Thursday, October 27, 2016

Teaching Tip #41



Teacherscribe’s Teaching Thoughts #41
Reading is more than “decoding.”
You decoded the passage on cricket yesterday, but did it make sense?  You decoded the word, but you lacked prior knowledge and context.
Just like many of our students.
In that passage there were no words that you need to sound out or re-read.  So it’s a greater issue than just phonics.  A fraction of our students struggle with phonics or sounding out words.
So the problem isn’t just not being able to ‘decode’ what is read.
One way to try and help our struggling reads is to remember that reading is an active, constructive process.
What the authors of the book, Subjects Matter: Exceeding Standards Through Powerful Content-Area Reading not about the reason they chose their passage on cricket, is because if they chose a passage on teaching, teachers would have breezed through it without much thinking.  Instead they wanted to give us a piece that slowed us down to mimic the process many of our students have to struggle through when reading our textbooks.
In fact, if you were like me at all, when you were reading the cricket piece, you could feel yourself thinking.  I was trying to guess what the passage was really about as I read.  In other words, I was interacting with the text.
At first, I thought maybe the authors were testing me by switching around the subjects (flip flopping Bowlers for Batsmen).  But that didn’t make sense.
Then I thought maybe the authors were substituting jibberish nouns for others that would make the piece make more sense to me.  But I didn’t think that was legit either.
Finally, I gave up that line of thinking and just read my way through thinking it must be about some type of game or sport that I am totally unfamiliar with.
And that was true.
The point is that the meaning of a piece isn’t just there on the page.  It occurs when the reader brings background knowledge (sufficient or appropriate background knowledge) to a text.

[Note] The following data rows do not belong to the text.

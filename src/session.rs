//! HTTP sessions — token registry and inactivity timeout.
//!
//! ARCHITECTURE
//! ============
//! HTTP clients are stateless on the wire but stateful in the server: login
//! mints a session holding the `Client`, a pending-message outbox drained by
//! `GET /messages`, and a 5-minute idle deadline pushed forward by every
//! request that presents the session's token.
//!
//! DESIGN
//! ======
//! The token→session map is owned by a single serving task; every operation
//! is a command on a channel with a oneshot reply. That gives mutations a
//! total order with no mutex, and makes the map safe to call from any task.

use std::collections::HashMap;
use std::fmt::Write;
use std::sync::atomic::{AtomicBool, Ordering};
use std::sync::{Arc, Mutex, OnceLock};
use std::time::Duration;

use async_trait::async_trait;
use rand::RngCore;
use tokio::sync::{mpsc, oneshot};
use tokio::task::AbortHandle;
use tokio::time::Instant;
use tracing::{info, warn};

use crate::client::{Client, Connection};
use crate::message::{Message, MessageList};

/// Idle time after which a session is closed.
pub const SESSION_TIMEOUT: Duration = Duration::from_secs(5 * 60);

const TOKEN_BYTES: usize = 256;

pub(crate) fn bytes_to_hex(bytes: &[u8]) -> String {
    let mut s = String::with_capacity(bytes.len() * 2);
    for b in bytes {
        let _ = write!(s, "{b:02x}");
    }
    s
}

/// Generate a cryptographically random 256-byte hex token (512 hex chars).
#[must_use]
pub fn generate_token() -> String {
    let mut bytes = [0u8; TOKEN_BYTES];
    rand::rng().fill_bytes(&mut bytes);
    bytes_to_hex(&bytes)
}

// =============================================================================
// SESSION
// =============================================================================

pub struct Session {
    token: String,
    outbox: MessageList,
    client: OnceLock<Arc<Client>>,
    map: ClientMap,
    deadline: Mutex<Instant>,
    closed: AtomicBool,
    timer: Mutex<Option<AbortHandle>>,
}

impl Session {
    /// Mint a session with a fresh token and arm its idle timer.
    pub fn start(map: ClientMap) -> Arc<Self> {
        let session = Arc::new(Self {
            token: generate_token(),
            outbox: MessageList::new(),
            client: OnceLock::new(),
            map,
            deadline: Mutex::new(Instant::now() + SESSION_TIMEOUT),
            closed: AtomicBool::new(false),
            timer: Mutex::new(None),
        });

        let handle = tokio::spawn(idle_timer(Arc::clone(&session)));
        *session.timer.lock().unwrap() = Some(handle.abort_handle());
        session
    }

    /// Bind the logged-in client. Called exactly once, right after login.
    pub fn attach_client(&self, client: Arc<Client>) {
        if self.client.set(client).is_err() {
            warn!(token = %&self.token[..8], "session client attached twice");
        }
    }

    pub fn client(&self) -> Option<&Arc<Client>> {
        self.client.get()
    }

    pub fn token(&self) -> &str {
        &self.token
    }

    /// Push the idle deadline another timeout window out.
    pub fn reset_timeout(&self) {
        *self.deadline.lock().unwrap() = Instant::now() + SESSION_TIMEOUT;
    }

    /// Take all pending messages for this session.
    pub fn drain_outbox(&self) -> Vec<Message> {
        self.outbox.drain()
    }

    /// Tear the session down: leave the room, delete the token, stop the
    /// timer. Idempotent; safe to call from the timer itself because the
    /// abort happens last.
    pub async fn close(&self) {
        if self.closed.swap(true, Ordering::SeqCst) {
            return;
        }
        if let Some(client) = self.client.get() {
            client.leave_room().await;
        }
        self.map.delete(&self.token).await;
        if let Some(timer) = self.timer.lock().unwrap().take() {
            timer.abort();
        }
    }
}

#[async_trait]
impl Connection for Session {
    /// Queue for the next `GET /messages` poll.
    async fn send_message(&self, msg: Message) {
        self.outbox.push(msg);
    }

    async fn close(&self) {
        Session::close(self).await;
    }
}

async fn idle_timer(session: Arc<Session>) {
    loop {
        let deadline = *session.deadline.lock().unwrap();
        if Instant::now() >= deadline {
            info!("http session idle timeout");
            session.close().await;
            break;
        }
        tokio::time::sleep_until(deadline).await;
    }
}

// =============================================================================
// CLIENT MAP
// =============================================================================

enum MapCommand {
    Add {
        session: Arc<Session>,
        reply: oneshot::Sender<bool>,
    },
    Get {
        token: String,
        reply: oneshot::Sender<Option<Arc<Session>>>,
    },
    Delete {
        token: String,
        reply: oneshot::Sender<bool>,
    },
}

/// Handle to the token→session registry. Cloning shares the serving task.
#[derive(Clone)]
pub struct ClientMap {
    tx: mpsc::Sender<MapCommand>,
}

impl ClientMap {
    /// Start the serving task. Requires a tokio runtime.
    #[must_use]
    pub fn new() -> Self {
        let (tx, rx) = mpsc::channel(1);
        tokio::spawn(serve(rx));
        Self { tx }
    }

    /// Register a session. Rejects a token already present.
    pub async fn add(&self, session: Arc<Session>) -> bool {
        let (reply, rx) = oneshot::channel();
        if self.tx.send(MapCommand::Add { session, reply }).await.is_err() {
            return false;
        }
        rx.await.unwrap_or(false)
    }

    pub async fn get(&self, token: &str) -> Option<Arc<Session>> {
        let (reply, rx) = oneshot::channel();
        self.tx
            .send(MapCommand::Get { token: token.to_owned(), reply })
            .await
            .ok()?;
        rx.await.ok().flatten()
    }

    pub async fn check(&self, token: &str) -> bool {
        self.get(token).await.is_some()
    }

    pub async fn delete(&self, token: &str) -> bool {
        let (reply, rx) = oneshot::channel();
        if self
            .tx
            .send(MapCommand::Delete { token: token.to_owned(), reply })
            .await
            .is_err()
        {
            return false;
        }
        rx.await.unwrap_or(false)
    }
}

impl Default for ClientMap {
    fn default() -> Self {
        Self::new()
    }
}

async fn serve(mut rx: mpsc::Receiver<MapCommand>) {
    let mut sessions: HashMap<String, Arc<Session>> = HashMap::new();
    while let Some(cmd) = rx.recv().await {
        match cmd {
            MapCommand::Add { session, reply } => {
                let token = session.token().to_owned();
                let added = if sessions.contains_key(&token) {
                    false
                } else {
                    sessions.insert(token, session);
                    true
                };
                let _ = reply.send(added);
            }
            MapCommand::Get { token, reply } => {
                let _ = reply.send(sessions.get(&token).cloned());
            }
            MapCommand::Delete { token, reply } => {
                let _ = reply.send(sessions.remove(&token).is_some());
            }
        }
    }
}

#[cfg(test)]
#[path = "session_test.rs"]
mod tests;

For example,  I’ve read more words than a lot of people in the school.  But if you give me a piece on hunting, clay target shooting, or construction management, I’m going to struggle.  I lack the adequate background knowledge – or schema – to make it click for me.  I’d need to do a lot of front loading to gain that background knowledge first before I could even make true sense of the piece.

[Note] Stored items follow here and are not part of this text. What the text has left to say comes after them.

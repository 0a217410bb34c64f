//! Shared application state.
//!
//! DESIGN
//! ======
//! `AppState` is injected into Axum handlers via the `State` extractor and
//! cloned into the telnet accept loop. It holds the process-wide singletons:
//! the room directory, the HTTP session map, the data-backend factory, the
//! chat log, and the CORS origin.

use std::sync::Arc;

use crate::chatlog::ChatLog;
use crate::data::DataFactory;
use crate::roomlist::RoomList;
use crate::session::ClientMap;

#[derive(Clone)]
pub struct AppState {
    pub rooms: Arc<RoomList>,
    pub sessions: ClientMap,
    pub data: DataFactory,
    pub chatlog: ChatLog,
    pub origin: String,
}

impl AppState {
    #[must_use]
    pub fn new(
        rooms: Arc<RoomList>,
        sessions: ClientMap,
        data: DataFactory,
        chatlog: ChatLog,
        origin: impl Into<String>,
    ) -> Self {
        Self { rooms, sessions, data, chatlog, origin: origin.into() }
    }
}

// =============================================================================
// TEST HELPERS
// =============================================================================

So be sure before you assign readings, make sure your students have the proper background knowledge or schema to make it work.

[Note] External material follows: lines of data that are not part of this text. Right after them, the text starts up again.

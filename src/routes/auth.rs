//! Auth routes — login and registration.
//!
//! DESIGN
//! ======
//! Both endpoints take a two-element JSON array `["name", "password"]`.
//! Login mints a session token (the response body) after enforcing the
//! single-session rule; registration creates the account and surfaces
//! semantic failures through the `Code` header.

use std::sync::Arc;

use axum::body::Bytes;
use axum::extract::State;
use axum::http::{HeaderName, Method, StatusCode};
use axum::response::{IntoResponse, Json, Response};
use tracing::{error, info};

use super::result_headers;
use crate::client::{Client, Connection, codes};
use crate::data::{DataError, validate_name};
use crate::session::Session;
use crate::state::AppState;

fn failure(code: u16, message: &str) -> Response {
    (StatusCode::OK, result_headers(false, code), Json(message.to_owned())).into_response()
}

fn server_error() -> Response {
    (StatusCode::INTERNAL_SERVER_ERROR, result_headers(false, codes::SERVER_ERROR)).into_response()
}

/// `POST /login` — authenticate and mint a session token.
pub async fn login(State(state): State<AppState>, Json(body): Json<Vec<String>>) -> Response {
    let name = body.first().cloned().unwrap_or_default();
    let password = body.get(1).cloned().unwrap_or_default();

    if !validate_name(&name) {
        return failure(
            codes::INVALID_NAME,
            "Invalid name.  Name can only contain alpha numeric characters",
        );
    }

    let data = state.data.create(&name);
    match data.authenticate(&password).await {
        Ok(true) => {}
        Ok(false) => return failure(codes::AUTH_FAILED, "User name and password don't match."),
        Err(e) => {
            error!(error = %e, "login authentication failed");
            return server_error();
        }
    }

    // One active session per account.
    if state.rooms.get_client(&name).is_some() {
        return failure(codes::AUTH_FAILED, "That user is already logged in.");
    }

    let session = Session::start(state.sessions.clone());
    let client = Client::new(
        &name,
        Arc::clone(&state.rooms),
        state.chatlog.clone(),
        data,
        Arc::clone(&session) as Arc<dyn Connection>,
    )
    .await;
    session.attach_client(client);

    if !state.sessions.add(Arc::clone(&session)).await {
        // A token collision would be astronomical; treat it as server error.
        session.close().await;
        return server_error();
    }

    info!(client = %name, "http login");
    let token = session.token().to_owned();
    (StatusCode::OK, result_headers(true, codes::OK), Json(token)).into_response()
}

/// `POST /register` — create an account. Other methods get 405 with code 60.
pub async fn register(State(state): State<AppState>, method: Method, body: Bytes) -> Response {
    if method != Method::POST {
        return (
            StatusCode::METHOD_NOT_ALLOWED,
            result_headers(false, codes::UNSUPPORTED_METHOD),
            [(HeaderName::from_static("allow"), "POST")],
            Json("Unsupported Method: Use POST to register.".to_owned()),
        )
            .into_response();
    }

    // A malformed body just reads as missing arguments.
    let args: Vec<String> = serde_json::from_slice(&body).unwrap_or_default();
    let name = args.first().cloned().unwrap_or_default();
    let password = args.get(1).cloned().unwrap_or_default();

    if !validate_name(&name) {
        return failure(
            codes::INVALID_NAME,
            "Invalid name.  Name can only contain alpha numeric characters",
        );
    }

    let data = state.data.create(&name);
    match data.new_client(&password).await {
        Ok(()) => {
            info!(client = %name, "account registered");
            (StatusCode::OK, result_headers(true, codes::OK)).into_response()
        }
        Err(DataError::ClientExists) => {
            failure(codes::CLIENT_EXISTS, "A client with that name already exists.")
        }
        // Advisory failure: not the caller's fault, no error code.
        Err(DataError::AccountCreationDisabled) => {
            failure(codes::OK, "Account creation has been disabled.")
        }
        Err(e) => {
            error!(error = %e, "registration failed");
            server_error()
        }
    }
}

#[cfg(test)]
#[path = "auth_test.rs"]
mod tests;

That’s why I spend a whole day trying to clue kids in on what the Puritans were like and what their religious beliefs were and how Hawthorne tends to write before I assign “Young Goodman Brown.”  If I didn’t do that, they’d read it and hate it because they wouldn’t know what the hell was going on.

Don’t get me wrong, that still happens to a lot of students, which is why I have them read it on their own, and then we listen to it aloud as a class on a second reading.  I do a lot of connecting the dots for them there.  Then the piece starts to show itself and become easier for them to comprehend.